En 2018 se creó el Programa Tribuna Segura, que contempla la afectación del acceso de individuos que se encuentren alcanzados por impedimentos o restricciones por decisión de autoridades judiciales, policiales o de seguridad de las jurisdicciones que adhieran al Programa.
La Resolución 429/2026 del Ministerio de Seguridad Nacional, publicada el 13 de mayo de 2026, permite restringir la concurrencia a personas imputadas, procesadas o condenadas por delitos cometidos en el marco de la Ley 23.184; por delitos dolosos con pena de prisión o reclusión cuando la autoridad entienda que pueden generar un riesgo concreto en el espectáculo; por actuaciones contravencionales vinculadas al fútbol; por conductas violentas contra personas o cosas; por dificultar el normal desarrollo de un partido; por afectar la seguridad, el tránsito o el orden público; por prácticas violentas en traslados; por usar transportes no registrados o habilitados; o por delitos de la Ley 23.737 cometidos con motivo u ocasión de un espectáculo futbolístico.
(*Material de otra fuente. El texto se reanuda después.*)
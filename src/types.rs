use crate::error::{RollcallError, RollcallResult};
use serde::{Deserialize, Serialize};
use std::collections::HashMap;
use std::fmt;
use std::str::FromStr;

//==============================================================================
// Report days
//==============================================================================

/// A day that has a column pair in the weekly report (Monday to Saturday)
#[derive(Debug, Clone, Copy, PartialEq, Eq, Hash, PartialOrd, Ord, Serialize, Deserialize)]
pub enum Weekday {
    Monday,
    Tuesday,
    Wednesday,
    Thursday,
    Friday,
    Saturday,
}

impl Weekday {
    pub const ALL: [Weekday; 6] = [
        Weekday::Monday,
        Weekday::Tuesday,
        Weekday::Wednesday,
        Weekday::Thursday,
        Weekday::Friday,
        Weekday::Saturday,
    ];

    /// Label used in the report header (星期一 ..)
    pub fn label(&self) -> &'static str {
        match self {
            Weekday::Monday => "星期一",
            Weekday::Tuesday => "星期二",
            Weekday::Wednesday => "星期三",
            Weekday::Thursday => "星期四",
            Weekday::Friday => "星期五",
            Weekday::Saturday => "星期六",
        }
    }

    /// Map a calendar weekday; Sunday has no report column
    pub fn from_chrono(day: chrono::Weekday) -> RollcallResult<Self> {
        match day {
            chrono::Weekday::Mon => Ok(Weekday::Monday),
            chrono::Weekday::Tue => Ok(Weekday::Tuesday),
            chrono::Weekday::Wed => Ok(Weekday::Wednesday),
            chrono::Weekday::Thu => Ok(Weekday::Thursday),
            chrono::Weekday::Fri => Ok(Weekday::Friday),
            chrono::Weekday::Sat => Ok(Weekday::Saturday),
            chrono::Weekday::Sun => Err(RollcallError::InvalidDay("星期日".to_string())),
        }
    }

    /// Today's report day in local time
    pub fn today() -> RollcallResult<Self> {
        use chrono::Datelike;
        Self::from_chrono(chrono::Local::now().weekday())
    }
}

impl fmt::Display for Weekday {
    fn fmt(&self, f: &mut fmt::Formatter<'_>) -> fmt::Result {
        f.write_str(self.label())
    }
}

impl FromStr for Weekday {
    type Err = RollcallError;

    /// Accepts 周一 / 星期一 / 礼拜一 / 一 / mon / monday / 1 (and so on)
    fn from_str(s: &str) -> Result<Self, Self::Err> {
        let trimmed = s.trim();
        let lower = trimmed.to_lowercase();
        let key = ["星期", "礼拜", "周"]
            .iter()
            .find_map(|p| lower.strip_prefix(p))
            .unwrap_or(&lower);

        let day = match key {
            "一" | "1" | "mon" | "monday" => Weekday::Monday,
            "二" | "2" | "tue" | "tuesday" => Weekday::Tuesday,
            "三" | "3" | "wed" | "wednesday" => Weekday::Wednesday,
            "四" | "4" | "thu" | "thursday" => Weekday::Thursday,
            "五" | "5" | "fri" | "friday" => Weekday::Friday,
            "六" | "6" | "sat" | "saturday" => Weekday::Saturday,
            _ => return Err(RollcallError::InvalidDay(trimmed.to_string())),
        };
        Ok(day)
    }
}

//==============================================================================
// Static tables
//==============================================================================

/// Program full name → enrollment, in report row order
#[derive(Debug, Clone, Default, PartialEq)]
pub struct ProgramRoster {
    programs: Vec<(String, u32)>,
}

impl ProgramRoster {
    pub fn new() -> Self {
        Self::default()
    }

    /// Add a program; a repeated name replaces the enrollment in place
    pub fn insert(&mut self, name: impl Into<String>, enrollment: u32) {
        let name = name.into();
        match self.programs.iter_mut().find(|(n, _)| *n == name) {
            Some(entry) => entry.1 = enrollment,
            None => self.programs.push((name, enrollment)),
        }
    }

    pub fn enrollment(&self, program: &str) -> Option<u32> {
        self.programs
            .iter()
            .find(|(n, _)| n == program)
            .map(|(_, e)| *e)
    }

    pub fn contains(&self, program: &str) -> bool {
        self.position(program).is_some()
    }

    /// Row order of a program
    pub fn position(&self, program: &str) -> Option<usize> {
        self.programs.iter().position(|(n, _)| n == program)
    }

    pub fn names(&self) -> impl Iterator<Item = &str> {
        self.programs.iter().map(|(n, _)| n.as_str())
    }

    pub fn iter(&self) -> impl Iterator<Item = (&str, u32)> {
        self.programs.iter().map(|(n, e)| (n.as_str(), *e))
    }

    pub fn len(&self) -> usize {
        self.programs.len()
    }

    pub fn is_empty(&self) -> bool {
        self.programs.is_empty()
    }
}

/// Informal short label → program full name
#[derive(Debug, Clone, Default, PartialEq)]
pub struct AbbreviationMap {
    entries: HashMap<String, String>,
}

impl AbbreviationMap {
    pub fn new() -> Self {
        Self::default()
    }

    /// Returns the previous full name if the abbreviation was already mapped
    pub fn insert(&mut self, short: impl Into<String>, full: impl Into<String>) -> Option<String> {
        self.entries.insert(short.into(), full.into())
    }

    pub fn resolve(&self, short: &str) -> Option<&str> {
        self.entries.get(short).map(String::as_str)
    }

    /// Abbreviations of one program, sorted
    pub fn abbreviations_of(&self, full: &str) -> Vec<&str> {
        let mut shorts: Vec<&str> = self
            .entries
            .iter()
            .filter(|(_, f)| f.as_str() == full)
            .map(|(s, _)| s.as_str())
            .collect();
        shorts.sort_unstable();
        shorts
    }

    pub fn len(&self) -> usize {
        self.entries.len()
    }

    pub fn is_empty(&self) -> bool {
        self.entries.is_empty()
    }
}

//==============================================================================
// Records
//==============================================================================

/// Parser output: absentees grouped under a resolved program name
#[derive(Debug, Clone, PartialEq, Eq, Serialize, Deserialize)]
pub struct ProgramAbsences {
    pub program: String,
    pub absentees: Vec<String>,
}

impl ProgramAbsences {
    pub fn new(program: impl Into<String>, absentees: Vec<String>) -> Self {
        Self {
            program: program.into(),
            absentees,
        }
    }
}

/// One stored submission for a (day, program) key
#[derive(Debug, Clone, PartialEq)]
pub struct AttendanceRecord {
    pub day: Weekday,
    pub program: String,
    pub absentees: Vec<String>,
    pub enrollment: u32,
}

impl AttendanceRecord {
    pub fn absent_count(&self) -> usize {
        self.absentees.len()
    }
}

/// Derived, read-only figures for one record
#[derive(Debug, Clone, PartialEq, Serialize)]
pub struct AttendanceStats {
    pub day: Weekday,
    pub program: String,
    pub enrollment: u32,
    pub absent_count: usize,
    /// Percentage, rounded to 2 decimals
    pub rate: f64,
    /// Absentee names joined with "，"
    pub absentees: String,
}

/// Separator used when absentee names are joined into one cell
pub const NAME_JOINER: &str = "，";
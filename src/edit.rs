//! Editing operations over the emitted song schema.
//!
//! Everything here is pure arithmetic on the output of the conversion:
//! slicing by measure range (for practicing a passage) and filtering by
//! pitch bounds (for practicing one hand at a time).

use crate::convert::song_builder::Song;

/// Beats per measure assumed when the caller does not say otherwise.
pub const DEFAULT_BEATS_PER_MEASURE: u32 = 4;

/// Pitch threshold splitting left and right hand, middle C by default.
pub const DEFAULT_HAND_THRESHOLD: i32 = 60;

pub struct SongEditor {
    song: Song,
}

impl SongEditor {
    pub const fn new(song: Song) -> Self {
        Self { song }
    }

    /// Hand the song back untouched.
    pub fn into_song(self) -> Song {
        self.song
    }

    /// Extract an inclusive 1-based measure range, rebasing retained beats
    /// to the start of the range.
    pub fn extract_measures(&self, start_measure: u32, end_measure: u32, beats_per_measure: u32) -> Song {
        let start_beat = f64::from(start_measure.saturating_sub(1) * beats_per_measure);
        let end_beat = f64::from(end_measure * beats_per_measure);

        let notes = self
            .song
            .notes
            .iter()
            .filter(|note| note.timing.beat >= start_beat && note.timing.beat < end_beat)
            .map(|note| {
                let mut note = note.clone();
                note.timing.beat -= start_beat;
                note
            })
            .collect();

        Song {
            title: format!("{} (measures {start_measure}-{end_measure})", self.song.title),
            bpm: self.song.bpm,
            notes,
        }
    }

    /// Keep notes with `min <= pitch <= max`, either bound optional.
    pub fn filter_pitch(&self, min_pitch: Option<i32>, max_pitch: Option<i32>) -> Song {
        let notes = self
            .song
            .notes
            .iter()
            .filter(|note| min_pitch.is_none_or(|min| note.pitch >= min))
            .filter(|note| max_pitch.is_none_or(|max| note.pitch <= max))
            .cloned()
            .collect();

        let mut bounds = Vec::new();
        if let Some(min) = min_pitch {
            bounds.push(format!(">={min}"));
        }
        if let Some(max) = max_pitch {
            bounds.push(format!("<={max}"));
        }
        let title = if bounds.is_empty() {
            self.song.title.clone()
        } else {
            format!("{} ({})", self.song.title, bounds.join(", "))
        };

        Song {
            title,
            bpm: self.song.bpm,
            notes,
        }
    }

    /// Upper part: pitches at or above the threshold.
    pub fn right_hand(&self, threshold: i32) -> Song {
        let mut song = self.filter_pitch(Some(threshold), None);
        song.title = format!("{} (right hand)", self.song.title);
        song
    }

    /// Lower part: pitches strictly below the threshold.
    pub fn left_hand(&self, threshold: i32) -> Song {
        let mut song = self.filter_pitch(None, Some(threshold - 1));
        song.title = format!("{} (left hand)", self.song.title);
        song
    }
}
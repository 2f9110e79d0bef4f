/// Absolute distance within which a value snaps to a grid point.
const GRID_TOLERANCE: f64 = 1e-4;

/// Snap a beat or duration value to the nearest canonical fraction.
///
/// Grids are tried coarsest first: whole beats, then halves, then quarters.
/// A value close to none of them is returned unchanged, so irregular
/// divisions (triplets etc.) survive serialization. Idempotent: a grid point
/// snaps to itself.
pub fn quantize_beat(value: f64) -> f64 {
    let whole = value.round();
    if (value - whole).abs() < GRID_TOLERANCE {
        return whole;
    }
    let half = (value * 2.0).round() / 2.0;
    if (value - half).abs() < GRID_TOLERANCE {
        return half;
    }
    let quarter = (value * 4.0).round() / 4.0;
    if (value - quarter).abs() < GRID_TOLERANCE {
        return quarter;
    }
    value
}

#[cfg(test)]
mod tests {
    use super::*;

    #[test]
    fn snaps_accumulated_float_error() {
        assert_eq!(quantize_beat(0.999_999_99), 1.0);
        assert_eq!(quantize_beat(2.000_000_3), 2.0);
        assert_eq!(quantize_beat(1.499_999_9), 1.5);
        assert_eq!(quantize_beat(0.750_000_04), 0.75);
    }

    #[test]
    fn exact_grid_points_are_unchanged() {
        for value in [0.0, 0.25, 0.5, 0.75, 1.0, 3.5, 17.25] {
            assert_eq!(quantize_beat(value), value);
        }
    }

    #[test]
    fn off_grid_values_pass_through() {
        // a triplet eighth is none of whole/half/quarter
        let triplet = 1.0 / 3.0;
        assert_eq!(quantize_beat(triplet), triplet);
        assert_eq!(quantize_beat(0.123), 0.123);
    }

    #[test]
    fn idempotent() {
        for value in [0.0, 1.0 / 3.0, 0.499_999_99, 0.75, 1.000_05, 12.249_999_9] {
            let once = quantize_beat(value);
            assert_eq!(quantize_beat(once), once);
        }
    }

    #[test]
    fn coarser_grid_wins() {
        // within tolerance of a whole beat, not just of a quarter
        assert_eq!(quantize_beat(3.000_09), 3.0);
    }
}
La novedad es que la Resolución 429/2026 agregó un inciso: ahora también puede restringirse el ingreso si existe una medida judicial o administrativa que disponga la restricción de acceso a estadios deportivos por encontrarse la persona inscripta en un Registro Público de Alimentantes Morosos —o equivalente— conforme a la normativa local. La restricción se mantiene mientras continúe vigente la situación que le dio origen.
La norma nacional no establece que cualquier persona que deba alimentos quede automáticamente fuera de todas las canchas del país. Lo que indica es que, si existe una medida judicial o administrativa de restricción fundada en la inscripción en un registro local de alimentantes morosos, esa información puede operar dentro del sistema de control de ingreso a estadios. Algunas localidades ya han avanzado con medidas vinculadas a este asunto. En la Ciudad Autónoma de Buenos Aires, la Ley 269 creó el Registro Público de Alimentantes Morosos y su artículo 16 prevé que los organismos públicos porteños encargados del control de acceso a estadios de fútbol deben rechazar el ingreso de quienes figuren inscriptos en ese registro, cuando se trate de encuentros organizados en el ámbito de la Ciudad por instituciones asociadas a AFA, FIFA o CONMEBOL. En Salta, la Ley 7411, modificada por la Ley 8503, establece que las personas incluidas en el Registro de Deudores Alimentarios no pueden ingresar a estadios para presenciar espectáculos deportivos o culturales para los que se deba abonar entrada.